Réglementations européennes ou protectionnisme déguisé ?
Officiellement, le blocage d‘El Mordjene repose sur l’article 20 du règlement européen n°2202/2292, qui régit l’entrée des produits contenant du lait dans l’Union européenne. L’Algérie ne figurant pas sur la liste des pays autorisés à exporter de tels produits, la pâte à tartiner se trouve dans l’impossibilité légale d’être commercialisée sur le sol français.
Toutefois, cette explication ne convainc pas tous les observateurs. Mustapha Zebdi, président de l’Association algérienne de protection des consommateurs, y voit une manœuvre protectionniste visant à préserver les intérêts des marques européennes, notamment Nutella. Il souligne que le produit circulait librement jusqu’à ce qu’il devienne une menace pour les acteurs établis du marché.
Vers une bataille commerciale et diplomatique ?
L’affaire El Mordjene pourrait avoir des répercussions au-delà du simple domaine de la consommation. Elle illustre les défis auxquels font face les pays du Maghreb dans leurs efforts pour pénétrer les marchés européens avec des produits à forte valeur ajoutée.

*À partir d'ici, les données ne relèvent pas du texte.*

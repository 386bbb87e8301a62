//! Content-addressed result caching. The fingerprint is derived from the
//! canonicalized request shape only, so two callers asking for the same
//! fields from the same URL share a cache entry regardless of who they are.

use std::sync::Arc;

use chrono::{Duration, Utc};
use serde_json::Value;

use crate::blob::BlobStore;
use crate::crypto::sha256_hex;
use crate::error::Result;
use crate::store::Store;
use crate::types::ExtractParams;

/// A cache lookup that found a usable, unexpired entry.
pub struct CacheHit {
    pub result: Value,
    pub token_usage: i64,
}

/// Deterministic fingerprint for `params`: the URL, sorted fields, the
/// schema (if any), and trimmed instructions. Options are excluded - they
/// affect how the page is rendered, not what the answer means.
pub fn fingerprint(params: &ExtractParams) -> String {
    let mut fields = params.fields.clone();
    fields.sort();
    fields.dedup();

    let canonical = serde_json::json!({
        "url": params.url,
        "fields": fields,
        "schema": params.schema,
        "instructions": params.instructions.as_deref().map(str::trim),
    });

    let stable = stable_stringify(&canonical);
    sha256_hex(stable.as_bytes())
}

/// Render a `serde_json::Value` with object keys in sorted order, so
/// semantically identical values always produce the same bytes.
fn stable_stringify(value: &Value) -> String {
    match value {
        Value::Object(map) => {
            let mut keys: Vec<&String> = map.keys().collect();
            keys.sort();
            let entries: Vec<String> = keys
                .into_iter()
                .map(|k| format!("{:?}:{}", k, stable_stringify(&map[k])))
                .collect();
            format!("{{{}}}", entries.join(","))
        }
        Value::Array(items) => {
            let entries: Vec<String> = items.iter().map(stable_stringify).collect();
            format!("[{}]", entries.join(","))
        }
        other => other.to_string(),
    }
}

pub struct ResultCache {
    store: Store,
    blobs: Arc<dyn BlobStore>,
    ttl: Duration,
}

impl ResultCache {
    pub fn new(store: Store, blobs: Arc<dyn BlobStore>, ttl_secs: i64) -> Self {
        Self {
            store,
            blobs,
            ttl: Duration::seconds(ttl_secs),
        }
    }

    pub async fn lookup(&self, params: &ExtractParams) -> Result<Option<CacheHit>> {
        let fp = fingerprint(params);
        let Some(entry) = self.store.get_cache_entry(&fp).await? else {
            return Ok(None);
        };
        if entry.expires_at <= Utc::now() {
            return Ok(None);
        }

        let raw = self.blobs.get(&entry.result_path).await?;
        let result: Value = serde_json::from_slice(&raw)
            .map_err(|e| crate::Error::Server(format!("corrupt cached result: {e}")))?;

        let store = self.store.clone();
        let hit_fp = fp.clone();
        tokio::spawn(async move {
            if let Err(e) = store.record_cache_hit(&hit_fp).await {
                tracing::warn!(fingerprint = %hit_fp, error = %e, "failed to record cache hit");
            }
        });

        Ok(Some(CacheHit {
            result,
            token_usage: entry.token_usage,
        }))
    }

    pub async fn store_result(
        &self,
        params: &ExtractParams,
        result: &Value,
        token_usage: i64,
        content_chars: i64,
    ) -> Result<()> {
        let fp = fingerprint(params);
        let bytes = serde_json::to_vec(result)
            .map_err(|e| crate::Error::Server(format!("failed to serialize result: {e}")))?;
        let key = format!("cache/{fp}.json");
        self.blobs.put(&key, &bytes).await?;
        self.store
            .upsert_cache_entry(&fp, &key, token_usage, content_chars, Utc::now() + self.ttl)
            .await?;
        Ok(())
    }
}

#[cfg(test)]
mod tests {
    use super::*;
    use crate::blob::LocalBlobStore;
    use crate::store::test_store;
    use crate::types::ExtractOptions;
    use tempfile::TempDir;

    fn params(url: &str, fields: Vec<&str>) -> ExtractParams {
        ExtractParams {
            url: url.into(),
            fields: fields.into_iter().map(String::from).collect(),
            schema: None,
            instructions: None,
            options: ExtractOptions::default(),
        }
    }

    #[test]
    fn fingerprint_is_order_independent_on_fields() {
        let a = params("https://example.com", vec!["price", "title"]);
        let b = params("https://example.com", vec!["title", "price"]);
        assert_eq!(fingerprint(&a), fingerprint(&b));
    }

    #[test]
    fn fingerprint_differs_on_url() {
        let a = params("https://example.com/a", vec!["title"]);
        let b = params("https://example.com/b", vec!["title"]);
        assert_ne!(fingerprint(&a), fingerprint(&b));
    }

    #[test]
    fn fingerprint_ignores_options() {
        let mut a = params("https://example.com", vec!["title"]);
        let mut b = a.clone();
        a.options.screenshot = true;
        b.options.screenshot = false;
        assert_eq!(fingerprint(&a), fingerprint(&b));
    }

    #[tokio::test]
    async fn store_then_lookup_round_trips_and_increments_hits() {
        let store = test_store().await;
        let dir = TempDir::new().unwrap();
        let blobs: Arc<dyn BlobStore> = Arc::new(LocalBlobStore::new(dir.path()));
        let cache = ResultCache::new(store, blobs, 900);

        let p = params("https://example.com", vec!["title"]);
        let result = serde_json::json!({"title": "Example"});
        cache.store_result(&p, &result, 50, 1200).await.unwrap();

        let hit = cache.lookup(&p).await.unwrap().unwrap();
        assert_eq!(hit.result, result);
        assert_eq!(hit.token_usage, 50);
    }

    #[tokio::test]
    async fn lookup_misses_for_unseen_params() {
        let store = test_store().await;
        let dir = TempDir::new().unwrap();
        let blobs: Arc<dyn BlobStore> = Arc::new(LocalBlobStore::new(dir.path()));
        let cache = ResultCache::new(store, blobs, 900);

        let p = params("https://unseen.example", vec!["title"]);
        assert!(cache.lookup(&p).await.unwrap().is_none());
    }
}
use chrono::{DateTime, Utc};

use super::Store;
use crate::error::Result;
use crate::types::{ExtractParams, Schedule};

impl Store {
    #[allow(clippy::too_many_arguments)]
    pub async fn create_schedule(
        &self,
        id: &str,
        api_key_id: Option<&str>,
        cron_expr: &str,
        url: &str,
        params: &ExtractParams,
        webhook_url: Option<&str>,
        webhook_secret: Option<&str>,
        next_run_at: DateTime<Utc>,
    ) -> Result<()> {
        let params_json = serde_json::to_string(params)
            .map_err(|e| crate::Error::Server(format!("failed to serialize schedule params: {e}")))?;
        sqlx::query(
            "INSERT INTO schedules (id, api_key_id, cron_expr, url, params_json, webhook_url, webhook_secret, is_active, next_run_at, created_at)
             VALUES (?, ?, ?, ?, ?, ?, ?, 1, ?, ?)",
        )
        .bind(id)
        .bind(api_key_id)
        .bind(cron_expr)
        .bind(url)
        .bind(params_json)
        .bind(webhook_url)
        .bind(webhook_secret)
        .bind(next_run_at)
        .bind(Utc::now())
        .execute(self.pool())
        .await?;
        Ok(())
    }

    pub async fn get_schedule(&self, id: &str) -> Result<Option<Schedule>> {
        let row = sqlx::query_as::<_, Schedule>("SELECT * FROM schedules WHERE id = ?")
            .bind(id)
            .fetch_optional(self.pool())
            .await?;
        Ok(row)
    }

    pub async fn list_schedules(&self, api_key_id: Option<&str>) -> Result<Vec<Schedule>> {
        let rows = match api_key_id {
            Some(k) => {
                sqlx::query_as::<_, Schedule>(
                    "SELECT * FROM schedules WHERE api_key_id = ? ORDER BY created_at DESC",
                )
                .bind(k)
                .fetch_all(self.pool())
                .await?
            }
            None => {
                sqlx::query_as::<_, Schedule>("SELECT * FROM schedules ORDER BY created_at DESC")
                    .fetch_all(self.pool())
                    .await?
            }
        };
        Ok(rows)
    }

    pub async fn set_schedule_active(&self, id: &str, is_active: bool) -> Result<()> {
        sqlx::query("UPDATE schedules SET is_active = ? WHERE id = ?")
            .bind(is_active)
            .bind(id)
            .execute(self.pool())
            .await?;
        Ok(())
    }

    /// Apply a partial update: `None` leaves a field unchanged, matching
    /// PATCH semantics at the HTTP layer. Recomputes nothing about
    /// `next_run_at` - callers pass it explicitly when `cron_expr` changes.
    #[allow(clippy::too_many_arguments)]
    pub async fn update_schedule(
        &self,
        id: &str,
        cron_expr: Option<&str>,
        url: Option<&str>,
        params: Option<&ExtractParams>,
        webhook_url: Option<Option<&str>>,
        webhook_secret: Option<Option<&str>>,
        next_run_at: Option<DateTime<Utc>>,
        is_active: Option<bool>,
    ) -> Result<()> {
        let params_json = params
            .map(|p| {
                serde_json::to_string(p).map_err(|e| crate::Error::Server(format!("failed to serialize schedule params: {e}")))
            })
            .transpose()?;

        sqlx::query(
            "UPDATE schedules SET
                cron_expr = COALESCE(?, cron_expr),
                url = COALESCE(?, url),
                params_json = COALESCE(?, params_json),
                webhook_url = CASE WHEN ? THEN ? ELSE webhook_url END,
                webhook_secret = CASE WHEN ? THEN ? ELSE webhook_secret END,
                next_run_at = COALESCE(?, next_run_at),
                is_active = COALESCE(?, is_active)
             WHERE id = ?",
        )
        .bind(cron_expr)
        .bind(url)
        .bind(params_json)
        .bind(webhook_url.is_some())
        .bind(webhook_url.flatten())
        .bind(webhook_secret.is_some())
        .bind(webhook_secret.flatten())
        .bind(next_run_at)
        .bind(is_active)
        .bind(id)
        .execute(self.pool())
        .await?;
        Ok(())
    }

    pub async fn delete_schedule(&self, id: &str) -> Result<()> {
        sqlx::query("DELETE FROM schedules WHERE id = ?")
            .bind(id)
            .execute(self.pool())
            .await?;
        Ok(())
    }

    /// Select up to `limit` active schedules due at or before `now`.
    pub async fn due_schedules(&self, now: DateTime<Utc>, limit: i64) -> Result<Vec<Schedule>> {
        let rows = sqlx::query_as::<_, Schedule>(
            "SELECT * FROM schedules WHERE is_active = 1 AND next_run_at <= ?
             ORDER BY next_run_at ASC LIMIT ?",
        )
        .bind(now)
        .bind(limit)
        .fetch_all(self.pool())
        .await?;
        Ok(rows)
    }

    /// Advance `next_run_at` iff it still equals `expected_prev` - a
    /// compare-and-set that prevents two concurrent scheduler ticks from
    /// both dispatching the same due instance.
    pub async fn advance_schedule(
        &self,
        id: &str,
        expected_prev: DateTime<Utc>,
        new_next_run_at: DateTime<Utc>,
        ran_at: DateTime<Utc>,
    ) -> Result<bool> {
        let result = sqlx::query(
            "UPDATE schedules SET next_run_at = ?, last_run_at = ? WHERE id = ? AND next_run_at = ?",
        )
        .bind(new_next_run_at)
        .bind(ran_at)
        .bind(id)
        .bind(expected_prev)
        .execute(self.pool())
        .await?;
        Ok(result.rows_affected() > 0)
    }
}

#[cfg(test)]
mod tests {
    use super::*;
    use crate::store::test_store;
    use chrono::Duration;

    fn sample_params() -> ExtractParams {
        ExtractParams {
            url: "https://example.com".into(),
            fields: vec!["price".into()],
            schema: None,
            instructions: None,
            options: Default::default(),
        }
    }

    #[tokio::test]
    async fn advance_schedule_only_wins_once() {
        let store = test_store().await;
        let prev = Utc::now() - Duration::minutes(5);
        store
            .create_schedule("sched-1", None, "0 * * * *", "https://example.com", &sample_params(), None, None, prev)
            .await
            .unwrap();

        let next = prev + Duration::hours(1);
        let now = Utc::now();
        let first = store.advance_schedule("sched-1", prev, next, now).await.unwrap();
        assert!(first);

        // A second tick racing on the same stale `prev` loses the CAS.
        let second = store.advance_schedule("sched-1", prev, next + Duration::hours(1), now).await.unwrap();
        assert!(!second);

        let sched = store.get_schedule("sched-1").await.unwrap().unwrap();
        assert_eq!(sched.next_run_at, next);
    }

    #[tokio::test]
    async fn update_schedule_leaves_unspecified_fields_untouched() {
        let store = test_store().await;
        store
            .create_schedule("sched-2", None, "0 * * * *", "https://example.com", &sample_params(), None, None, Utc::now())
            .await
            .unwrap();

        store.update_schedule("sched-2", None, None, None, None, None, None, Some(false)).await.unwrap();

        let sched = store.get_schedule("sched-2").await.unwrap().unwrap();
        assert!(!sched.is_active);
        assert_eq!(sched.cron_expr, "0 * * * *");
        assert_eq!(sched.url, "https://example.com");
    }

    #[tokio::test]
    async fn due_schedules_only_returns_active_and_due() {
        let store = test_store().await;
        let past = Utc::now() - Duration::minutes(1);
        let future = Utc::now() + Duration::hours(1);
        store
            .create_schedule("due", None, "* * * * *", "https://a.example", &sample_params(), None, None, past)
            .await
            .unwrap();
        store
            .create_schedule("not-due", None, "* * * * *", "https://b.example", &sample_params(), None, None, future)
            .await
            .unwrap();

        let due = store.due_schedules(Utc::now(), 10).await.unwrap();
        assert_eq!(due.len(), 1);
        assert_eq!(due[0].id, "due");
    }
}
async fn webhook_test_inner(state: &AppState, ctx: &RequestContext, body: WebhookTestBody) -> Result<Response, ApiError> {
    require_auth(ctx, anonymous_mode(state)).map_err(|e| ApiError::new(ctx.request_id.clone(), e.error))?;
    robotscrape_core::security::validate_outbound_url(&body.url, true).await.map_err(|e| err(ctx, e))?;

    let secret = body.secret.or_else(|| state.robot.default_webhook_secret());
    let payload = robotscrape_core::webhook::WebhookPayload {
        job_id: "test".to_string(),
        status: "test".to_string(),
        result_path: None,
        data: Some(serde_json::json!({"message": "this is a test webhook from robotscrape"})),
        error: None,
    };

    let outcome = robotscrape_core::webhook::send_webhook(state.robot.store(), &body.url, secret.as_deref(), &payload)
        .await
        .map_err(|e| err(ctx, e))?;

    let delivered = matches!(outcome, robotscrape_core::webhook::DeliveryOutcome::Delivered);
    Ok(Json(WebhookTestResponse { delivered }).into_response())
}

La controverse soulève également des questions sur l’équité des règles commerciales entre l’Union européenne et ses voisins du sud de la Méditerranée.
Dans ce contexte, les autorités algériennes envisagent de prendre des mesures pour défendre les intérêts de leur industrie agroalimentaire. L’interdiction d’El Mordjene pourrait ainsi devenir un sujet de négociations diplomatiques entre l’Algérie et la France, voire entre le Maghreb et l’Union européenne dans son ensemble.
Pendant ce temps, les amateurs français de la pâte à tartiner algérienne devront se contenter des stocks restants, en attendant une éventuelle résolution du conflit. Cette situation met en lumière la complexité des relations commerciales internationales et les obstacles qui peuvent surgir lorsqu’un produit étranger connaît un succès inattendu sur un marché établi.